Eventually, I wised up, too. I realized I was in a mutually parasitic relationship that I had to get out of. I had been using this girl as an excuse not to take care of my own business just as much as she was taking advantage of me. Like Saga's revelation of the dishonesty surrounding Ingemar's dog, so too did this girl bust the spell by revealing her own dishonesty. It wasn't nice, it wasn't pretty, but it had to be done. I've been floating out here in the cosmos ever since.

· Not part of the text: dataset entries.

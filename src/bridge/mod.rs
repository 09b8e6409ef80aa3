//! Fountain 解析结果到 FDX 文档模型的转换

use log::debug;
use crate::models::{Alignment, ElementType, Paragraph, Screenplay, ScriptToken, Section, TitlePage};
use crate::parser::text_processor::parse_inline_styles;
use crate::parser::FountainScript;
use crate::utils::TITLE_PAGE_DISPLAY;

/// 由 Fountain 解析结果构建剧本
///
/// 正文元素按顺序转为段落，无法对应的元素被丢弃；
/// 标题页中有可转换的键时生成标题页。
pub fn from_fountain(script: &FountainScript) -> Screenplay {
    let mut screenplay = Screenplay::new();
    screenplay.title_page = title_page_section(&script.title_page);

    let mut paragraphs = Vec::new();
    let mut new_page = false;
    for token in &script.tokens {
        if token.is_type(&["page_break"]) {
            new_page = true;
            continue;
        }
        match token_paragraph(token) {
            Some(mut paragraph) => {
                paragraph.starts_new_page = std::mem::take(&mut new_page);
                paragraphs.push(paragraph);
            }
            None => debug!("第 {} 行的 {} 元素没有对应的段落类型，已忽略", token.line, token.token_type),
        }
    }

    screenplay.body = Some(Section::new(paragraphs));
    screenplay
}

fn styled_paragraph(element_type: ElementType, text: &str) -> Paragraph {
    let mut paragraph = Paragraph::new(element_type);
    paragraph.runs = parse_inline_styles(text);
    paragraph
}

// 单个正文元素转为段落
fn token_paragraph(token: &ScriptToken) -> Option<Paragraph> {
    let paragraph = match token.token_type.as_str() {
        "scene_heading" => {
            let mut paragraph = styled_paragraph(ElementType::SceneHeading, &token.text);
            paragraph.number = token.number.clone();
            paragraph
        }
        "action" => styled_paragraph(ElementType::Action, &token.text),
        "character" => styled_paragraph(ElementType::Character, &token.text),
        "dialogue" => styled_paragraph(ElementType::Dialogue, &token.text),
        "parenthetical" => styled_paragraph(ElementType::Parenthetical, &token.text),
        "transition" => styled_paragraph(ElementType::Transition, &token.text),
        "lyrics" => styled_paragraph(ElementType::Singing, &token.text),
        "centered" => {
            let mut paragraph = styled_paragraph(ElementType::Action, &token.text);
            paragraph.alignment = Some(Alignment::Center);
            paragraph
        }
        _ => return None,
    };
    Some(paragraph)
}

// 标题页键值转为 General 段落：页面中部的键居中，其余左对齐
fn title_page_section(tokens: &[ScriptToken]) -> Option<TitlePage> {
    let mut fields: Vec<(&ScriptToken, u8, i32)> = tokens
        .iter()
        .filter_map(|token| {
            let format = TITLE_PAGE_DISPLAY.get(token.token_type.as_str())?;
            let rank = if format.position == "cc" { 0 } else { 1 };
            Some((token, rank, format.index))
        })
        .collect();
    if fields.is_empty() {
        return None;
    }
    fields.sort_by_key(|&(_, rank, index)| (rank, index));

    let mut paragraphs = Vec::new();
    for (token, rank, _) in fields {
        let alignment = if rank == 0 { Alignment::Center } else { Alignment::Left };
        for line in token.text.lines() {
            let mut paragraph = styled_paragraph(ElementType::General, line.trim());
            paragraph.alignment = Some(alignment.clone());
            paragraphs.push(paragraph);
        }
    }
    Some(TitlePage::new(paragraphs))
}

#[cfg(test)]
mod tests {
    use super::*;
    use crate::models::StyleFlags;

    fn token(token_type: &str, text: &str) -> ScriptToken {
        ScriptToken::new(token_type, text, 0)
    }

    #[test]
    fn body_tokens_map_to_paragraphs() {
        let mut heading = token("scene_heading", "INT. HOUSE - DAY");
        heading.number = Some("4".to_string());
        let script = FountainScript {
            tokens: vec![
                heading,
                token("action", "Quiet."),
                token("note", "ignored"),
                token("page_break", ""),
                token("character", "BOB"),
                token("dialogue", "*Hi*."),
                token("centered", "THE END"),
            ],
            title_page: Vec::new(),
        };

        let screenplay = from_fountain(&script);
        assert!(screenplay.title_page.is_none());
        let paragraphs = screenplay.paragraphs();
        assert_eq!(paragraphs.len(), 5);
        assert!(paragraphs[0].is_type(&ElementType::SceneHeading));
        assert_eq!(paragraphs[0].number.as_deref(), Some("4"));
        assert!(!paragraphs[1].starts_new_page);
        assert!(paragraphs[2].is_type(&ElementType::Character));
        assert!(paragraphs[2].starts_new_page);
        assert_eq!(paragraphs[3].runs[0].style, StyleFlags::ITALIC);
        assert_eq!(paragraphs[3].plain_text(), "Hi.");
        assert_eq!(paragraphs[4].effective_alignment(), Alignment::Center);
        assert!(paragraphs[4].is_type(&ElementType::Action));
    }

    #[test]
    fn title_page_order_and_alignment() {
        let script = FountainScript {
            tokens: Vec::new(),
            title_page: vec![
                token("contact", "1 Main St\nSpringfield"),
                token("author", "Jane Doe"),
                token("title", "Brick"),
                token("notes", "dropped"),
                token("draft_date", "1/2/2024"),
            ],
        };

        let screenplay = from_fountain(&script);
        let title_page = screenplay.title_page.as_ref().unwrap();
        let texts: Vec<String> = title_page.paragraphs.iter().map(Paragraph::plain_text).collect();
        assert_eq!(texts, ["Brick", "Jane Doe", "1/2/2024", "1 Main St", "Springfield"]);
        assert_eq!(title_page.paragraphs[0].effective_alignment(), Alignment::Center);
        assert_eq!(title_page.paragraphs[2].effective_alignment(), Alignment::Left);
        assert!(title_page.paragraphs.iter().all(|p| p.is_type(&ElementType::General)));
    }

    #[test]
    fn unknown_title_keys_only() {
        let script = FountainScript {
            tokens: Vec::new(),
            title_page: vec![token("watermark", "DRAFT")],
        };
        assert!(from_fountain(&script).title_page.is_none());
    }
}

Elsewhere on the disc is one of Lasse Hallström's early short films made for television, and it also wrestles with the theme of honesty and how one presents oneself. In Shall We Go to My or Your Place or Each Go Home Alone? (1973), three friends go out to a nightclub for an evening of drinking and carousing. Each presents himself as a certain person when he is on the prowl, and when they get to their destination with the ladies they meet, they all have to then figure out how to close the deal once the façade has started to fade. It's no surprise, then, that the one couple who behaved with absolute honesty makes the only real connection; the other guys only pretended to be interested in what their dates had to say, and so have no real way to communicate with them when the lights have come on and the music has died. One of them manages to get laid, but then has to figure out an exit strategy; the other sleeps on his own floor, exiled in his own home.

Of course, given the elliptical and repetitive nature of most lives, Shall We Go ends where it all began.

In this younger effort, Hallström uses a much looser style, with improvisational acting and a more intimate camera. His shots are mostly tight, as closed in on the faces of his actors as the small apartments they inhabit also box them in. It makes their disconnected way of living seem claustrophobic. There is no way out as long as they cling to these unhealthy constructs. This is modern ennui.